WORK INSTRUCTIONS: Search the entries below for the string "recent" and copy the lines that hold it.

[[ DATASET RECORDS open ]]

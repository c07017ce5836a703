use haven_content::respond;
use haven_persist::{Result, Storage};
use haven_types::{Chat, ChatId, Mood, User};
use std::sync::Arc;
use tokio::sync::{mpsc, Mutex};

use crate::chat_store::ChatStore;
use crate::config::CompanionConfig;
use crate::events::CompanionEvent;
use crate::session::SessionStore;

struct CompanionState {
    session: SessionStore,
    chats: ChatStore,
    /// Bumped whenever `chats` is replaced; pending replies carry the value
    /// they were sent under.
    generation: u64,
}

impl CompanionState {
    fn replace_chats(&mut self, chats: ChatStore) {
        self.chats = chats;
        self.generation += 1;
    }
}

/// The single owner of session and chat state.
///
/// Cloning is cheap; all clones share the same state and every mutation is
/// serialized through one lock.
#[derive(Clone)]
pub struct Companion {
    state: Arc<Mutex<CompanionState>>,
    storage: Storage,
    config: CompanionConfig,
}

impl Companion {
    /// Restore the persisted session (if any) and its chats
    pub async fn open(storage: Storage, config: CompanionConfig) -> Result<Self> {
        let session = SessionStore::restore(storage.clone()).await?;
        let owner = session.current().map(|u| u.id.clone());
        let chats = ChatStore::load(storage.clone(), owner).await?;

        Ok(Self {
            state: Arc::new(Mutex::new(CompanionState {
                session,
                chats,
                generation: 0,
            })),
            storage,
            config,
        })
    }

    pub fn storage(&self) -> &Storage {
        &self.storage
    }

    pub fn config(&self) -> &CompanionConfig {
        &self.config
    }

    pub async fn current_user(&self) -> Option<User> {
        self.state.lock().await.session.current().cloned()
    }

    pub async fn sign_in(&self, email: &str, password: &str) -> Result<User> {
        // Simulated round trip; taken before the lock so replies keep flowing.
        tokio::time::sleep(self.config.auth_latency).await;
        let mut state = self.state.lock().await;
        let user = state.session.sign_in(email, password).await?;
        let chats = ChatStore::load(self.storage.clone(), Some(user.id.clone())).await?;
        state.replace_chats(chats);
        Ok(user)
    }

    pub async fn sign_up(&self, email: &str, password: &str, name: &str) -> Result<User> {
        tokio::time::sleep(self.config.auth_latency).await;
        let mut state = self.state.lock().await;
        let user = state.session.sign_up(email, password, name).await?;
        let chats = ChatStore::load(self.storage.clone(), Some(user.id.clone())).await?;
        state.replace_chats(chats);
        Ok(user)
    }

    /// End the session, erasing its persisted chats
    pub async fn sign_out(&self) -> Result<Option<User>> {
        let mut state = self.state.lock().await;
        let user = state.session.sign_out().await?;
        state.replace_chats(ChatStore::anonymous(self.storage.clone()));
        Ok(user)
    }

    pub async fn chats(&self) -> Vec<Chat> {
        self.state.lock().await.chats.chats().to_vec()
    }

    pub async fn chat(&self, chat_id: &str) -> Option<Chat> {
        self.state.lock().await.chats.chat(chat_id).cloned()
    }

    pub async fn current_chat_id(&self) -> Option<ChatId> {
        self.state
            .lock()
            .await
            .chats
            .current_chat_id()
            .map(str::to_string)
    }

    pub async fn current_chat(&self) -> Option<Chat> {
        self.state.lock().await.chats.current_chat().cloned()
    }

    pub async fn is_composing(&self) -> bool {
        self.state.lock().await.chats.is_composing()
    }

    pub async fn create_chat(&self) -> Result<ChatId> {
        self.state.lock().await.chats.create_chat().await
    }

    pub async fn select_chat(&self, chat_id: &str) -> Result<bool> {
        self.state.lock().await.chats.select_chat(chat_id).await
    }

    pub async fn delete_chat(&self, chat_id: &str) -> Result<bool> {
        self.state.lock().await.chats.delete_chat(chat_id).await
    }

    /// Store a user message and schedule the assistant's reply.
    ///
    /// Returns `None` when the text is blank or the chat does not exist; in
    /// that case nothing was changed. Otherwise the returned receiver yields
    /// the events of this exchange and closes after [`CompanionEvent::Done`].
    /// The reply cannot be cancelled: it is appended to `chat_id` even if the
    /// selection moves on or the chat is deleted in the meantime. It is
    /// dropped only when the session changed, since sign-in and sign-out
    /// erase the scope it belonged to.
    ///
    /// Progress events are best effort; a full channel never holds up the
    /// reply itself.
    pub async fn send_message(
        &self,
        chat_id: &str,
        text: &str,
        mood: Option<Mood>,
    ) -> Result<Option<mpsc::Receiver<CompanionEvent>>> {
        let (user_message, generation) = {
            let mut state = self.state.lock().await;
            let Some(message) = state.chats.append_user_message(chat_id, text, mood).await? else {
                tracing::debug!(chat_id = %chat_id, "Ignoring empty message or unknown chat");
                return Ok(None);
            };
            state.chats.begin_composing(chat_id);
            (message, state.generation)
        };

        let (tx, rx) = mpsc::channel(self.config.event_buffer);
        let delay = self.config.sample_reply_delay();
        let state = Arc::clone(&self.state);
        let chat_id = chat_id.to_string();

        tracing::info!(
            chat_id = %chat_id,
            mood = ?mood,
            delay_ms = delay.as_millis() as u64,
            "Message received, composing reply"
        );

        tokio::spawn(async move {
            let prompt = user_message.text.clone();
            emit(
                &tx,
                CompanionEvent::UserMessage {
                    chat_id: chat_id.clone(),
                    message: user_message,
                },
            );
            emit(
                &tx,
                CompanionEvent::Composing {
                    chat_id: chat_id.clone(),
                },
            );

            tokio::time::sleep(delay).await;
            let reply = respond(&prompt, mood);

            let appended = {
                let mut state = state.lock().await;
                if state.generation != generation {
                    tracing::debug!(chat_id = %chat_id, "Session changed before reply, discarding");
                    Ok(None)
                } else {
                    let appended = state
                        .chats
                        .append_assistant_message(&chat_id, reply.body, reply.category)
                        .await;
                    state.chats.finish_composing(&chat_id);
                    appended
                }
            };

            let event = match appended {
                Ok(Some(message)) => Some(CompanionEvent::AssistantMessage {
                    chat_id: chat_id.clone(),
                    message,
                }),
                Ok(None) => None,
                Err(e) => {
                    tracing::error!(chat_id = %chat_id, "Failed to store reply: {}", e);
                    Some(CompanionEvent::Error {
                        chat_id: chat_id.clone(),
                        message: e.to_string(),
                    })
                }
            };
            if let Some(event) = event {
                let _ = tx.send(event).await;
            }
            let _ = tx.send(CompanionEvent::Done { chat_id }).await;
        });

        Ok(Some(rx))
    }

    /// Send to the selected chat, creating and selecting one first if needed.
    ///
    /// Blank text is ignored before any chat is created.
    pub async fn send_to_current(
        &self,
        text: &str,
        mood: Option<Mood>,
    ) -> Result<Option<(ChatId, mpsc::Receiver<CompanionEvent>)>> {
        if text.trim().is_empty() {
            return Ok(None);
        }

        let chat_id = {
            let mut state = self.state.lock().await;
            let selected = state.chats.current_chat_id().map(str::to_string);
            match selected {
                Some(id) => id,
                None => state.chats.create_chat().await?,
            }
        };

        let rx = self.send_message(&chat_id, text, mood).await?;
        Ok(rx.map(|rx| (chat_id, rx)))
    }
}

/// Send a progress event without waiting for room in the channel
fn emit(tx: &mpsc::Sender<CompanionEvent>, event: CompanionEvent) {
    if let Err(e) = tx.try_send(event) {
        tracing::debug!(event = e.into_inner().name(), "Event channel full or closed, dropping");
    }
}
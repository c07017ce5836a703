mod chat;
mod message;
mod mood;
mod user;

pub use chat::{derive_title, Chat, ChatId, DEFAULT_CHAT_TITLE, TITLE_MAX_CHARS};
pub use message::{Message, MessageCategory, MessageId, Sender};
pub use mood::{Mood, ParseMoodError};
pub use user::{User, UserId};

/// Generate a fresh time-ordered identifier.
///
/// UUID v7 sorts by creation time, so ids double as a coarse creation order.
pub fn new_id() -> String {
    uuid::Uuid::now_v7().to_string()
}
use haven_persist::keys::{chats_key, current_chat_key};
use haven_persist::{Result, Storage};
use haven_types::{Chat, ChatId, Message, MessageCategory, Mood, UserId};
use std::collections::HashMap;

/// Ordered chat threads of one owner plus the current selection.
///
/// Chats are kept most-recent-first. Every mutation writes the whole
/// collection back to storage, unless the store has no owner, in which case
/// nothing is ever written.
///
/// A chat deleted while a reply to it is still pending is held aside and
/// put back, reply included, when that reply arrives.
pub struct ChatStore {
    storage: Storage,
    owner: Option<UserId>,
    chats: Vec<Chat>,
    current: Option<ChatId>,
    pending_replies: HashMap<ChatId, usize>,
    awaiting_reply: HashMap<ChatId, Chat>,
}

impl ChatStore {
    /// A store with no owner; it keeps state in memory only
    pub fn anonymous(storage: Storage) -> Self {
        Self {
            storage,
            owner: None,
            chats: Vec::new(),
            current: None,
            pending_replies: HashMap::new(),
            awaiting_reply: HashMap::new(),
        }
    }

    /// Open the store for `owner`, reading any persisted chats.
    ///
    /// A persisted selection that no longer matches a chat is dropped.
    pub async fn load(storage: Storage, owner: Option<UserId>) -> Result<Self> {
        let Some(owner) = owner else {
            return Ok(Self::anonymous(storage));
        };

        let chats: Vec<Chat> = storage
            .get_json(&chats_key(&owner))
            .await?
            .unwrap_or_default();
        let mut current: Option<ChatId> = storage.get_json(&current_chat_key(&owner)).await?;

        if let Some(ref id) = current {
            if !chats.iter().any(|c| &c.id == id) {
                tracing::warn!(chat_id = %id, "Dropping selection of missing chat");
                current = None;
            }
        }

        tracing::debug!(user_id = %owner, chats = chats.len(), "Chat store loaded");
        Ok(Self {
            storage,
            owner: Some(owner),
            chats,
            current,
            pending_replies: HashMap::new(),
            awaiting_reply: HashMap::new(),
        })
    }

    pub fn owner(&self) -> Option<&str> {
        self.owner.as_deref()
    }

    pub fn chats(&self) -> &[Chat] {
        &self.chats
    }

    pub fn chat(&self, chat_id: &str) -> Option<&Chat> {
        self.chats.iter().find(|c| c.id == chat_id)
    }

    pub fn current_chat_id(&self) -> Option<&str> {
        self.current.as_deref()
    }

    pub fn current_chat(&self) -> Option<&Chat> {
        self.current.as_deref().and_then(|id| self.chat(id))
    }

    /// True while at least one reply is pending
    pub fn is_composing(&self) -> bool {
        !self.pending_replies.is_empty()
    }

    /// Record that a reply to `chat_id` is on its way
    pub fn begin_composing(&mut self, chat_id: &str) {
        *self.pending_replies.entry(chat_id.to_string()).or_insert(0) += 1;
    }

    /// Record that a reply to `chat_id` arrived (or was given up)
    pub fn finish_composing(&mut self, chat_id: &str) {
        let Some(count) = self.pending_replies.get_mut(chat_id) else {
            return;
        };
        *count -= 1;
        if *count == 0 {
            self.pending_replies.remove(chat_id);
            self.awaiting_reply.remove(chat_id);
        }
    }

    /// Insert an empty chat at the front and select it
    pub async fn create_chat(&mut self) -> Result<ChatId> {
        let chat = Chat::new();
        let id = chat.id.clone();
        self.chats.insert(0, chat);
        self.current = Some(id.clone());

        self.persist_chats().await?;
        self.persist_selection().await?;
        tracing::debug!(chat_id = %id, "Chat created");
        Ok(id)
    }

    /// Append a user message.
    ///
    /// Returns `None` without touching anything when the trimmed text is empty
    /// or the chat does not exist.
    pub async fn append_user_message(
        &mut self,
        chat_id: &str,
        text: &str,
        mood: Option<Mood>,
    ) -> Result<Option<Message>> {
        let text = text.trim();
        if text.is_empty() {
            return Ok(None);
        }
        self.append(chat_id, Message::user(text, mood)).await
    }

    /// Append an assistant reply.
    ///
    /// If the chat was deleted while this reply was pending it is restored at
    /// the front of the list with the reply appended. `None` only when the
    /// chat is unknown to this store.
    pub async fn append_assistant_message(
        &mut self,
        chat_id: &str,
        text: impl Into<String>,
        category: MessageCategory,
    ) -> Result<Option<Message>> {
        let message = Message::assistant(text, category);
        if self.chat(chat_id).is_none() {
            let Some(chat) = self.awaiting_reply.remove(chat_id) else {
                return Ok(None);
            };
            tracing::debug!(chat_id = %chat_id, "Restoring deleted chat for pending reply");
            self.chats.insert(0, chat);
        }
        self.append(chat_id, message).await
    }

    async fn append(&mut self, chat_id: &str, message: Message) -> Result<Option<Message>> {
        let Some(chat) = self.chats.iter_mut().find(|c| c.id == chat_id) else {
            return Ok(None);
        };
        chat.push(message.clone());
        self.persist_chats().await?;
        Ok(Some(message))
    }

    /// Remove a chat. When it was selected, the most recent remaining chat
    /// becomes current, or the selection is cleared.
    ///
    /// Returns false when no such chat exists.
    pub async fn delete_chat(&mut self, chat_id: &str) -> Result<bool> {
        let Some(index) = self.chats.iter().position(|c| c.id == chat_id) else {
            return Ok(false);
        };
        let removed = self.chats.remove(index);
        if self.pending_replies.contains_key(chat_id) {
            self.awaiting_reply.insert(removed.id.clone(), removed);
        }
        self.persist_chats().await?;

        if self.current.as_deref() == Some(chat_id) {
            self.current = self.chats.first().map(|c| c.id.clone());
            self.persist_selection().await?;
        }
        tracing::debug!(chat_id = %chat_id, "Chat deleted");
        Ok(true)
    }

    /// Select an existing chat. Unknown ids leave the selection unchanged.
    pub async fn select_chat(&mut self, chat_id: &str) -> Result<bool> {
        if self.chat(chat_id).is_none() {
            return Ok(false);
        }
        self.current = Some(chat_id.to_string());
        self.persist_selection().await?;
        Ok(true)
    }

    async fn persist_chats(&self) -> Result<()> {
        let Some(ref owner) = self.owner else {
            return Ok(());
        };
        self.storage.set_json(&chats_key(owner), &self.chats).await
    }

    async fn persist_selection(&self) -> Result<()> {
        let Some(ref owner) = self.owner else {
            return Ok(());
        };
        let key = current_chat_key(owner);
        match self.current {
            Some(ref id) => self.storage.set_json(&key, id).await,
            None => self.storage.remove(&key).await,
        }
    }
}
use async_trait::async_trait;
use haven_companion::SessionStore;
use haven_persist::keys::{chats_key, current_chat_key, SESSION_KEY};
use haven_persist::{KeyValueStore, MemoryStore, PersistError, Storage};
use haven_types::User;
use std::sync::atomic::{AtomicBool, Ordering};
use std::sync::Arc;

/// Memory store whose removals can be switched to fail
#[derive(Default)]
struct FlakyStore {
    inner: MemoryStore,
    fail_removes: AtomicBool,
}

#[async_trait]
impl KeyValueStore for FlakyStore {
    async fn get(&self, key: &str) -> haven_persist::Result<Option<String>> {
        self.inner.get(key).await
    }

    async fn set(&self, key: &str, value: String) -> haven_persist::Result<()> {
        self.inner.set(key, value).await
    }

    async fn remove(&self, key: &str) -> haven_persist::Result<()> {
        if self.fail_removes.load(Ordering::SeqCst) {
            return Err(PersistError::Connection("store unavailable".to_string()));
        }
        self.inner.remove(key).await
    }

    fn backend_name(&self) -> &'static str {
        "flaky"
    }
}

#[tokio::test]
async fn test_sign_in_derives_name_from_email() {
    let mut session = SessionStore::restore(Storage::in_memory()).await.unwrap();
    assert!(!session.is_signed_in());

    let user = session.sign_in("river.song@example.com", "anything").await.unwrap();
    assert_eq!(user.name, "river.song");
    assert_eq!(user.email, "river.song@example.com");
    assert!(!user.id.is_empty());
    assert_eq!(session.current(), Some(&user));
}

#[tokio::test]
async fn test_sign_up_uses_given_name() {
    let mut session = SessionStore::restore(Storage::in_memory()).await.unwrap();
    let user = session.sign_up("sam@example.com", "", "Sam Tyler").await.unwrap();
    assert_eq!(user.name, "Sam Tyler");
}

#[tokio::test]
async fn test_session_is_restored() {
    let storage = Storage::in_memory();
    let mut session = SessionStore::restore(storage.clone()).await.unwrap();
    let user = session.sign_in("kim@example.com", "pw").await.unwrap();

    let restored = SessionStore::restore(storage).await.unwrap();
    assert_eq!(restored.current(), Some(&user));
}

#[tokio::test]
async fn test_sign_out_erases_scope() {
    let storage = Storage::in_memory();
    let mut session = SessionStore::restore(storage.clone()).await.unwrap();
    let user = session.sign_in("kim@example.com", "pw").await.unwrap();

    storage.set_json(&chats_key(&user.id), &Vec::<String>::new()).await.unwrap();
    storage.set_json(&current_chat_key(&user.id), "chat-1").await.unwrap();

    let signed_out = session.sign_out().await.unwrap();
    assert_eq!(signed_out, Some(user.clone()));
    assert!(!session.is_signed_in());

    let stored_user: Option<User> = storage.get_json(SESSION_KEY).await.unwrap();
    assert!(stored_user.is_none());
    let chats: Option<Vec<String>> = storage.get_json(&chats_key(&user.id)).await.unwrap();
    assert!(chats.is_none());
    let current: Option<String> = storage.get_json(&current_chat_key(&user.id)).await.unwrap();
    assert!(current.is_none());
}

#[tokio::test]
async fn test_sign_out_when_signed_out() {
    let mut session = SessionStore::restore(Storage::in_memory()).await.unwrap();
    assert_eq!(session.sign_out().await.unwrap(), None);
}

#[tokio::test]
async fn test_sign_in_over_session_erases_previous_scope() {
    let storage = Storage::in_memory();
    let mut session = SessionStore::restore(storage.clone()).await.unwrap();
    let first = session.sign_in("kim@example.com", "pw").await.unwrap();
    storage.set_json(&chats_key(&first.id), &vec!["chat-1"]).await.unwrap();
    storage.set_json(&current_chat_key(&first.id), "chat-1").await.unwrap();

    let second = session.sign_in("lee@example.com", "pw").await.unwrap();
    assert_eq!(session.current(), Some(&second));

    let chats: Option<Vec<String>> = storage.get_json(&chats_key(&first.id)).await.unwrap();
    assert!(chats.is_none());
    let current: Option<String> = storage.get_json(&current_chat_key(&first.id)).await.unwrap();
    assert!(current.is_none());
    let stored_user: Option<User> = storage.get_json(SESSION_KEY).await.unwrap();
    assert_eq!(stored_user, Some(second));
}

#[tokio::test]
async fn test_failed_sign_out_keeps_session() {
    let backing = Arc::new(FlakyStore::default());
    let storage = Storage::new(backing.clone());
    let mut session = SessionStore::restore(storage.clone()).await.unwrap();
    let user = session.sign_up("kim@example.com", "pw", "Kim").await.unwrap();

    backing.fail_removes.store(true, Ordering::SeqCst);
    assert!(session.sign_out().await.is_err());
    assert_eq!(session.current(), Some(&user));

    backing.fail_removes.store(false, Ordering::SeqCst);
    assert_eq!(session.sign_out().await.unwrap(), Some(user));
    assert!(!session.is_signed_in());
}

[[ DATASET RECORDS closed ]]

SOLUTION BELOW:
/// Chats are kept most-recent-first. Every mutation writes the whole
    /// Remove a chat. When it was selected, the most recent remaining chat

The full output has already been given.